It turns out I’m the perfect target audience for Victorian Bakers, having enjoyed The Great British Bake-Off, become a keen home bread-baker, and once spent a year learning about Victorian Britain (1984, the last year you could take Late British History at higher school certificate level in Tasmania). I quite enjoy a bit of food history, too, and visiting National Trust properties, and watching BBC documentaries. So it all comes together nicely, unlike some of the loaves the four bakers on the programme attempted. I’m looking forward to next week’s instalment where they start adulterating their loaves with chalk and alum.

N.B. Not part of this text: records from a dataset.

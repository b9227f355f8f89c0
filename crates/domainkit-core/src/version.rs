use std::fmt;
use std::str::FromStr;
use std::sync::OnceLock;

use regex::Regex;
use serde::{Deserialize, Serialize};
use thiserror::Error;

// ASCII digits only; `\d` would also match other Unicode digits.
const FILE_VERSION_PATTERN: &str = r"[0-9]+\.[0-9]+\.[0-9]+\.[0-9]+";

/// Four-part `major.minor.build.revision` version as used by MSI packages and
/// Windows file resources.
///
/// Ordering is component-wise: major, then minor, then build, then revision.
#[derive(Debug, Clone, Copy, PartialEq, Eq, PartialOrd, Ord, Hash, Serialize, Deserialize)]
#[serde(into = "String", try_from = "String")]
pub struct FileVersion {
    pub major: u64,
    pub minor: u64,
    pub build: u64,
    pub revision: u64,
}

#[derive(Debug, Clone, PartialEq, Eq, Error)]
pub enum VersionError {
    #[error("no four-part version token found in '{0}'")]
    MissingToken(String),
    #[error("malformed version '{input}': expected {expected} dot-separated numbers")]
    Malformed {
        input: String,
        expected: &'static str,
    },
    #[error("version component '{component}' in '{input}' does not fit in 64 bits")]
    ComponentOutOfRange { input: String, component: String },
}

impl FileVersion {
    pub const fn new(major: u64, minor: u64, build: u64, revision: u64) -> Self {
        Self {
            major,
            minor,
            build,
            revision,
        }
    }

    pub fn components(&self) -> [u64; 4] {
        [self.major, self.minor, self.build, self.revision]
    }

    /// Finds the first `N.N.N.N` token anywhere in `text`.
    ///
    /// Only the first match is considered; a later well-formed token does not
    /// rescue a first token whose components overflow.
    pub fn find_in(text: &str) -> Result<Self, VersionError> {
        let Some(found) = file_version_regex().and_then(|pattern| pattern.find(text)) else {
            return Err(VersionError::MissingToken(text.to_string()));
        };
        parse_components(found.as_str(), 4, "4")
    }

    /// Parses an installed-product version such as `10.2.3`.
    ///
    /// Accepts two to four components; missing trailing components are zero.
    pub fn parse_lenient(input: &str) -> Result<Self, VersionError> {
        let trimmed = input.trim();
        let count = trimmed.split('.').count();
        if !(2..=4).contains(&count) {
            return Err(VersionError::Malformed {
                input: trimmed.to_string(),
                expected: "2 to 4",
            });
        }
        parse_components(trimmed, count, "2 to 4")
    }
}

fn file_version_regex() -> Option<&'static Regex> {
    static PATTERN: OnceLock<Option<Regex>> = OnceLock::new();
    PATTERN
        .get_or_init(|| Regex::new(FILE_VERSION_PATTERN).ok())
        .as_ref()
}

fn parse_components(
    input: &str,
    count: usize,
    expected: &'static str,
) -> Result<FileVersion, VersionError> {
    let mut parts = [0_u64; 4];
    let mut seen = 0;
    for (slot, raw) in parts.iter_mut().zip(input.split('.')) {
        if raw.is_empty() || !raw.bytes().all(|b| b.is_ascii_digit()) {
            return Err(VersionError::Malformed {
                input: input.to_string(),
                expected,
            });
        }
        *slot = raw
            .parse::<u64>()
            .map_err(|_| VersionError::ComponentOutOfRange {
                input: input.to_string(),
                component: raw.to_string(),
            })?;
        seen += 1;
    }
    if seen != count || input.split('.').count() != count {
        return Err(VersionError::Malformed {
            input: input.to_string(),
            expected,
        });
    }

    let [major, minor, build, revision] = parts;
    Ok(FileVersion::new(major, minor, build, revision))
}

impl FromStr for FileVersion {
    type Err = VersionError;

    fn from_str(input: &str) -> Result<Self, Self::Err> {
        parse_components(input.trim(), 4, "4")
    }
}

impl fmt::Display for FileVersion {
    fn fmt(&self, f: &mut fmt::Formatter<'_>) -> fmt::Result {
        write!(
            f,
            "{}.{}.{}.{}",
            self.major, self.minor, self.build, self.revision
        )
    }
}

impl From<FileVersion> for String {
    fn from(version: FileVersion) -> Self {
        version.to_string()
    }
}

impl TryFrom<String> for FileVersion {
    type Error = VersionError;

    fn try_from(value: String) -> Result<Self, Self::Error> {
        value.parse()
    }
}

Out of curiosity, I looked around for some online reviews. The Independent’s is bizarre, as it seems to assume that the show is Bake-Off, with “contestants” and a lack of “drama” or “nail-biting tension”. The Radio Times says much the same, criticising “any kind of show involving members of the public having a go at something that requires skill”, completely ignoring that the four are professional bakers (one employs 200 people, while another comes from a long line of bakers); when they say that the old methods are hard work, it really means something. Plus the reviewer keeps repeating that “it’s just bread”, ignoring the fact that any viewers who weren’t professionally required to watch it would be doing so because they don’t see it as “just bread”. The only review that did the show justice was from the Daily Mail.
Unlike freshly-baked bread, you wouldn’t want too much of it—three episodes seems like the right amount—but it’s a worthwhile bit of telly. The only disappoinment is that, because it isn’t Bake-Off, the BBC website doesn’t have its recipes for beer-barm bread, Coburg loaves, and the delicious 50/50 Chalky Alum Loaf.
The chalk and alum loaves on episode 2 were just as satisfyingly grim as I’d hoped.
Added by Rory on 14 January 2016.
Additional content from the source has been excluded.